FDA asks Asians to cut down on Crestor

Its public health advisory recommends that all patients taking Crestor use the lowest possible dose. The agency, in particular, suggests a 5-mg starting dose for Asian patients, those with serious kidney problems and for patients who might have other risk factors for muscle problems.

Asians appear to process the drug differently. A clinical trial in the US found that levels of Crestor in Asian patients were double those of Caucasians taking the same dose, increasing the chance of muscle damage.

The FDA also issued a general warning that high doses of the drug, about 40 mg, was harmful for all. The agency sounded the warning after an expert group said the drug should be banned.

About 4 million people in the US are said to be on the cholesterol-lowering drug, marketed by AstraZeneca, since its launch in August 2003.

While no data on people using the drug in India is available, about half-dozen companies here are already manufacturing copies of the drug. Ranbaxy, Lupin and Microlabs were the first ones to come out with their versions. The most common brands here are Rosuvas (Ranbaxy), Turbovas (Microlabs), Novastatin (Lupin) and Rozucor (Torrent).

While Astra-Zeneca has revised the package insert for Crestor, after a discussion with the FDA, the government has not come out with any specific warning or instruction to drug manufacturers so far.

‘‘The black boxes and warnings on medicines are an ongoing process. We have conducted our own trials and given approval.

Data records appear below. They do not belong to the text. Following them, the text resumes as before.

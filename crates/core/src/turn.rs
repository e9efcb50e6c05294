use crate::retrieval::RetrievedPassage;
use std::fmt;

/// Locally assigned, monotonically increasing turn identifier.
#[derive(Debug, Clone, Copy, PartialEq, Eq, PartialOrd, Ord, Hash)]
pub struct TurnId(pub u64);

impl fmt::Display for TurnId {
    fn fmt(&self, f: &mut fmt::Formatter<'_>) -> fmt::Result {
        write!(f, "{}", self.0)
    }
}

#[derive(Debug, Clone, Copy, PartialEq, Eq)]
pub enum TurnStatus {
    Pending,
    Done,
    Failed,
}

/// One user-utterance/model-reply exchange.
///
/// A turn lives from the moment user input is accepted until its reply has
/// been decoded and rendered. Nothing about it outlives that. `E` is the
/// provider's outbound event type.
#[derive(Debug)]
pub struct Turn<E> {
    pub id: TurnId,
    pub user_text: String,
    pub context: Option<RetrievedPassage>,
    pub status: TurnStatus,
    /// Outbound envelopes in the order they were sent.
    pub envelopes: Vec<E>,
    /// Types of the inbound events received while the turn was in flight.
    pub inbound: Vec<String>,
    /// Raw reply text, filled in when the completion event arrives.
    pub raw_reply: Option<String>,
    /// Failure-status events observed while the turn was in flight.
    pub failures_observed: u32,
}

impl<E> Turn<E> {
    pub fn new(
        id: TurnId,
        user_text: String,
        context: Option<RetrievedPassage>,
        envelopes: Vec<E>,
    ) -> Self {
        Self {
            id,
            user_text,
            context,
            status: TurnStatus::Pending,
            envelopes,
            inbound: Vec::new(),
            raw_reply: None,
            failures_observed: 0,
        }
    }

    pub fn is_terminal(&self) -> bool {
        self.status != TurnStatus::Pending
    }

    pub fn record_inbound(&mut self, event_type: &str) {
        self.inbound.push(event_type.to_string());
    }

    /// Records the completion event. `failed` marks a completion whose
    /// response status was "failed".
    pub fn complete(&mut self, raw_reply: String, failed: bool) {
        self.raw_reply = Some(raw_reply);
        self.status = if failed {
            TurnStatus::Failed
        } else {
            TurnStatus::Done
        };
    }
}

/// Hands out turn ids in increasing order, starting at 1.
#[derive(Debug, Default)]
pub struct TurnCounter {
    last: u64,
}

impl TurnCounter {
    pub fn next_id(&mut self) -> TurnId {
        self.last += 1;
        TurnId(self.last)
    }
}
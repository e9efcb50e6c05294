//! Retrieval Client
//!
//! A read-only query facade over an external vector store. Retrieval is an
//! enhancement to a turn, never a precondition for it: every failure mode
//! degrades to "no context".

pub mod pinecone;

use anyhow::Result;
use async_trait::async_trait;
use std::sync::Arc;
use std::time::Duration;
use tracing::{debug, info, warn};

/// A passage returned by a similarity search.
#[derive(Debug, Clone, PartialEq)]
pub struct RetrievedPassage {
    pub content: String,
    pub source: String,
    /// 1-based position in the result list.
    pub rank: usize,
    pub score: Option<f32>,
}

/// The backend interface: a similarity search over an externally maintained
/// index.
#[cfg_attr(test, mockall::automock)]
#[async_trait]
pub trait VectorStore: Send + Sync {
    /// Returns up to `k` passages, best match first.
    async fn similarity_search(&self, query: &str, k: usize) -> Result<Vec<RetrievedPassage>>;
}

/// Queries a [`VectorStore`] for the single best passage.
#[derive(Clone)]
pub struct RetrievalClient {
    store: Arc<dyn VectorStore>,
    timeout: Duration,
}

impl RetrievalClient {
    pub fn new(store: Arc<dyn VectorStore>, timeout: Duration) -> Self {
        Self { store, timeout }
    }

    /// Returns the top match for `text`, or `None` when the index has nothing
    /// useful, the backend fails, or the call exceeds the timeout.
    pub async fn query(&self, text: &str) -> Option<RetrievedPassage> {
        let search = self.store.similarity_search(text, 1);
        let passages = match tokio::time::timeout(self.timeout, search).await {
            Ok(Ok(passages)) => passages,
            Ok(Err(e)) => {
                warn!(error = ?e, "Retrieval failed; continuing without context");
                return None;
            }
            Err(_) => {
                warn!(timeout = ?self.timeout, "Retrieval timed out; continuing without context");
                return None;
            }
        };

        let passage = passages
            .into_iter()
            .find(|p| !p.content.trim().is_empty());
        match &passage {
            Some(p) => info!(source = %p.source, score = ?p.score, "Retrieved context passage"),
            None => debug!("Retrieval returned no usable passage"),
        }
        passage
    }
}

#[cfg(test)]
mod tests {
    use super::*;
    use anyhow::anyhow;

    fn passage(content: &str) -> RetrievedPassage {
        RetrievedPassage {
            content: content.to_string(),
            source: "handbook.pdf".to_string(),
            rank: 1,
            score: Some(0.91),
        }
    }

    #[tokio::test]
    async fn test_query_returns_top_match_with_k_one() {
        let mut store = MockVectorStore::new();
        store
            .expect_similarity_search()
            .withf(|query, k| query.to_string() == "opening hours?" && *k == 1)
            .times(1)
            .returning(|_, _| Ok(vec![passage("We open at nine.")]));

        let client = RetrievalClient::new(Arc::new(store), Duration::from_secs(1));
        let found = client.query("opening hours?").await;
        assert_eq!(found, Some(passage("We open at nine.")));
    }

    #[tokio::test]
    async fn test_backend_error_degrades_to_none() {
        let mut store = MockVectorStore::new();
        store
            .expect_similarity_search()
            .returning(|_, _| Err(anyhow!("index unavailable")));

        let client = RetrievalClient::new(Arc::new(store), Duration::from_secs(1));
        assert_eq!(client.query("anything").await, None);
    }

    #[tokio::test]
    async fn test_empty_and_blank_results_degrade_to_none() {
        let mut store = MockVectorStore::new();
        store
            .expect_similarity_search()
            .times(2)
            .returning({
                let mut calls = 0;
                move |_, _| {
                    calls += 1;
                    if calls == 1 {
                        Ok(vec![])
                    } else {
                        Ok(vec![passage("   ")])
                    }
                }
            });

        let client = RetrievalClient::new(Arc::new(store), Duration::from_secs(1));
        assert_eq!(client.query("first").await, None);
        assert_eq!(client.query("second").await, None);
    }

    struct StalledStore;

    #[async_trait]
    impl VectorStore for StalledStore {
        async fn similarity_search(
            &self,
            _query: &str,
            _k: usize,
        ) -> Result<Vec<RetrievedPassage>> {
            tokio::time::sleep(Duration::from_secs(3600)).await;
            Ok(vec![])
        }
    }

    #[tokio::test(start_paused = true)]
    async fn test_slow_backend_is_bounded_by_timeout() {
        let client = RetrievalClient::new(Arc::new(StalledStore), Duration::from_secs(5));
        assert_eq!(client.query("hello").await, None);
    }
}
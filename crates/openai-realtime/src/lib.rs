//! Client for the OpenAI Realtime API over WebSocket.
//!
//! - `types`: client and server event shapes.
//! - `client`: connection setup and the [`RealtimeSession`] transport.

pub mod client;
pub mod error;
pub mod types;

pub use client::{ConnectionState, RealtimeClient, RealtimeSession, RealtimeTransport};
pub use error::RealtimeError;
pub use types::{ClientEvent, ServerEvent};
impl ToolManager {
    pub fn new() -> Self {
        Self::default()
    }

    pub fn tool(&self) -> Tool {
        self.tool
    }

    pub fn shape(&self) -> Option<ShapeKind> {
        self.shape
    }

    pub fn has_clipboard(&self) -> bool {
        self.clipboard.is_some()
    }

    pub fn pending_text(&self) -> Option<PendingText> {
        self.pending_text
    }

    /// Unsaved-changes flag, set by every canvas mutation.
    pub fn is_modified(&self) -> bool {
        self.modified
    }

    pub fn mark_modified(&mut self) {
        self.modified = true;
    }

    pub fn mark_saved(&mut self) {
        self.modified = false;
    }

    /// Takes the latest status-bar message, if any.
    pub fn take_status(&mut self) -> Option<String> {
        self.status.take()
    }

    fn set_status(&mut self, msg: impl Into<String>) {
        self.status = Some(msg.into());
    }

    /// Switches tools. Leaving the shape tool drops the shape selection and
    /// any in-flight gesture or text prompt.
    pub fn select_tool(&mut self, tool: Tool) {
        self.tool = tool;
        if tool != Tool::Shape {
            self.shape = None;
        }
        self.gesture = Gesture::Idle;
        self.pending_text = None;
    }

    /// Picks a shape primitive; implies the shape tool.
    pub fn select_shape(&mut self, kind: ShapeKind) {
        self.tool = Tool::Shape;
        self.shape = Some(kind);
        self.gesture = Gesture::Idle;
    }

    // ---- pointer dispatch --------------------------------------------------

    pub fn pointer_down(
        &mut self,
        canvas: &mut CanvasState,
        history: &mut History,
        transform: &mut CanvasTransform,
        ev: PointerEvent,
    ) {
        match ev.button {
            PointerButton::Secondary => self.secondary_down(canvas, transform),
            PointerButton::Tertiary => self.paste(canvas, history, transform, ev),
            PointerButton::Primary => self.primary_down(canvas, history, transform, ev),
        }
    }

    pub fn pointer_drag(
        &mut self,
        canvas: &mut CanvasState,
        transform: &CanvasTransform,
        ev: PointerEvent,
    ) {
        let Some((lx, ly)) = transform.screen_to_logical(ev.x, ev.y) else {
            return;
        };
        match self.gesture {
            Gesture::Idle => {}
            Gesture::Drawing { last } => {
                let (width, style, color) = self.stroke_params(canvas);
                draw::draw_line(canvas.base_mut(), last, (lx, ly), width, style, color);
                self.gesture = Gesture::Drawing { last: (lx, ly) };
            }
            Gesture::Shaping { start, .. } => {
                self.gesture = Gesture::Shaping { start, current: (lx, ly) };
            }
            Gesture::MovingImage { id, last } => {
                let dx = (lx - last.0).round() as i32;
                let dy = (ly - last.1).round() as i32;
                if dx != 0 || dy != 0 {
                    canvas.move_element(id, dx, dy);
                    self.gesture = Gesture::MovingImage {
                        id,
                        last: (last.0 + dx as f32, last.1 + dy as f32),
                    };
                }
            }
        }
    }

    /// Finalizes the gesture. Shapes rasterize here; strokes already landed
    /// incrementally.
    pub fn pointer_up(&mut self, canvas: &mut CanvasState) {
        if let Gesture::Shaping { start, current } = self.gesture {
            if let Some(kind) = self.shape {
                draw::stamp_shape(
                    canvas.base_mut(),
                    kind,
                    start,
                    current,
                    self.props.brush_size,
                    self.props.brush_style,
                    self.props.stroke_color,
                    self.props.active_fill(),
                );
                self.modified = true;
            }
        }
        self.gesture = Gesture::Idle;
    }

    /// Scroll zoom. Consumed (returns `true`) when the zoom tool is active or
    /// ctrl is held; otherwise the shell keeps the event for panning.
    pub fn wheel(&self, transform: &mut CanvasTransform, delta: f32, ctrl: bool) -> bool {
        if self.tool == Tool::Zoom || ctrl {
            transform.wheel(delta);
            true
        } else {
            false
        }
    }

    /// Live outline for the dashed drag preview.
    pub fn preview(&self) -> Option<ShapePreview> {
        match (self.gesture, self.shape) {
            (Gesture::Shaping { start, current }, Some(kind)) => {
                let (points, closed) = draw::shape_points(kind, start, current);
                let fill = if closed { self.props.active_fill() } else { None };
                Some(ShapePreview { points, closed, fill })
            }
            _ => None,
        }
    }

    // ---- text prompt -------------------------------------------------------

    /// Stamps the prompt result at the recorded anchor. A blank string is
    /// treated as a cancel; returns whether anything was stamped.
    pub fn commit_text(
        &mut self,
        canvas: &mut CanvasState,
        font: &FontArc,
        text: &str,
        size: f32,
    ) -> bool {
        let Some(pending) = self.pending_text.take() else {
            return false;
        };
        if text.trim().is_empty() {
            return false;
        }
        stamp_text(
            canvas.base_mut(),
            font,
            text,
            size,
            pending.x,
            pending.y,
            self.props.stroke_color,
        );
        self.modified = true;
        true
    }

    /// Dismisses the prompt. The history entry recorded at click time stays;
    /// undoing it is a no-op restore.
    pub fn cancel_text(&mut self) {
        self.pending_text = None;
    }

    // ---- dispatch internals ------------------------------------------------

    fn primary_down(
        &mut self,
        canvas: &mut CanvasState,
        history: &mut History,
        transform: &mut CanvasTransform,
        ev: PointerEvent,
    ) {
        if self.tool == Tool::Zoom {
            transform.apply_zoom(PRIMARY_ZOOM_IN);
            return;
        }
        let Some((lx, ly)) = transform.screen_to_logical(ev.x, ev.y) else {
            self.set_status("Click inside canvas.");
            return;
        };

        match self.tool {
            Tool::Zoom => {}
            Tool::ColorPick => self.pick_color(canvas, lx, ly),
            Tool::Fill => self.fill_at(canvas, history, lx, ly),
            Tool::Text => {
                history.record_canvas(canvas);
                self.pending_text = Some(PendingText { x: lx, y: ly });
            }
            Tool::ImageMove => {
                if let Some(id) = canvas.element_at(lx as i32, ly as i32) {
                    history.record_canvas(canvas);
                    self.modified = true;
                    self.gesture = Gesture::MovingImage { id, last: (lx, ly) };
                }
            }
            Tool::Shape => match self.shape {
                Some(_) => {
                    history.record_canvas(canvas);
                    self.gesture = Gesture::Shaping {
                        start: (lx, ly),
                        current: (lx, ly),
                    };
                }
                None => self.set_status("Select a shape first."),
            },
            Tool::Brush | Tool::Pencil | Tool::Eraser => {
                history.record_canvas(canvas);
                self.modified = true;
                let (width, style, color) = self.stroke_params(canvas);
                draw::stamp_brush(canvas.base_mut(), lx, ly, width, style, color);
                self.gesture = Gesture::Drawing { last: (lx, ly) };
            }
        }
    }

    fn secondary_down(&mut self, canvas: &CanvasState, transform: &mut CanvasTransform) {
        if self.tool == Tool::Zoom {
            transform.apply_zoom(SECONDARY_ZOOM_OUT);
            return;
        }
        // Copy is read-only: the flattened canvas goes to the internal
        // clipboard and neither the surface nor the history moves.
        let flat = canvas.composite();
        let (w, h) = (flat.width(), flat.height());
        let mut rgba = RgbaImage::new(w, h);
        for (x, y, px) in flat.enumerate_pixels() {
            rgba.put_pixel(x, y, image::Rgba([px[0], px[1], px[2], 255]));
        }
        self.clipboard = Some(rgba);
        self.set_status("Canvas copied.");
    }

    fn paste(
        &mut self,
        canvas: &mut CanvasState,
        history: &mut History,
        transform: &CanvasTransform,
        ev: PointerEvent,
    ) {
        let Some(image) = self.clipboard.clone() else {
            self.set_status("Clipboard is empty.");
            return;
        };
        let Some((lx, ly)) = transform.screen_to_logical(ev.x, ev.y) else {
            self.set_status("Click inside canvas.");
            return;
        };
        history.record_canvas(canvas);
        canvas.add_element(image, lx as i32, ly as i32);
        self.modified = true;
        self.set_status("Canvas pasted.");
    }

    fn pick_color(&mut self, canvas: &CanvasState, lx: f32, ly: f32) {
        let (x, y) = (lx as i32, ly as i32);
        if !canvas.in_bounds(x, y) {
            self.set_status("Click inside canvas.");
            return;
        }
        let sampled = *canvas.composite().get_pixel(x as u32, y as u32);
        self.props.stroke_color = sampled;
        if self.props.fill_enabled {
            self.props.fill_color = sampled;
        }
        self.set_status(format!(
            "Picked color #{:02x}{:02x}{:02x}.",
            sampled[0], sampled[1], sampled[2]
        ));
    }

    fn fill_at(&mut self, canvas: &mut CanvasState, history: &mut History, lx: f32, ly: f32) {
        if !self.props.fill_enabled {
            self.set_status("Enable 'Fill' to use this tool.");
            return;
        }
        // The fill runs on a flattened copy; the pre-fill copy doubles as the
        // history entry, so exactly one snapshot is recorded per click.
        let before = canvas.snapshot();
        let mut flat = before.image().clone();
        match flood_fill(&mut flat, (lx as i32, ly as i32), self.props.fill_color) {
            FillOutcome::Filled { .. } => {
                history.record(before);
                canvas.set_surface(flat);
                self.modified = true;
                self.set_status("Area filled.");
            }
            FillOutcome::AlreadyFilled => {
                self.set_status("Already filled with this color.");
            }
            FillOutcome::OutOfBounds => {
                self.set_status("Click inside canvas.");
            }
        }
    }

    /// Width, tip, and color of the active freehand tool. The eraser paints
    /// the background color; the pencil is a fixed 1px round tip.
    fn stroke_params(&self, canvas: &CanvasState) -> (u32, BrushStyle, Rgb<u8>) {
        match self.tool {
            Tool::Pencil => (1, BrushStyle::Round, self.props.stroke_color),
            Tool::Eraser => (
                self.props.brush_size,
                BrushStyle::Round,
                canvas.background(),
            ),
            _ => (
                self.props.brush_size,
                self.props.brush_style,
                self.props.stroke_color,
            ),
        }
    }
}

They (FDA) are talking about higher doses,’’ says Dr Ashwini Kumar, the Drug Controller General of India. ‘‘I feel we should not prescribe the drug until further studies are conducted here. India is a vast country and we have to have specific largescale trials. The fresh warning should be an eye-opener,’’ says Dr Anoop Misra, Professor of Internal Medicine at AIIMS.

No trials were conducted by AstraZeneca in India and the trial data available was based on studies in the US, Europe, Canada, South Africa and Australia. Even as the DCGI grants approval, based on clinical data from Europe or US, confirmatory trials by Indian generic companies in about 120 patients so far is too little to reveal any adverse reactions.

As Indian companies are marketing three doses — 5 mg, 10 mg and 20 mg — the efficacy studies sampled about 30 to 40 people for each dose.

‘‘A trial, with only 25 to 30 patients, will have less than one per cent patients reporting adverse events. Also, as there are genetic differences, the DCGI should insist on studies on different ethnic Indian populations like Aryans, Dravidians and people from the North-East,’’ said an expert.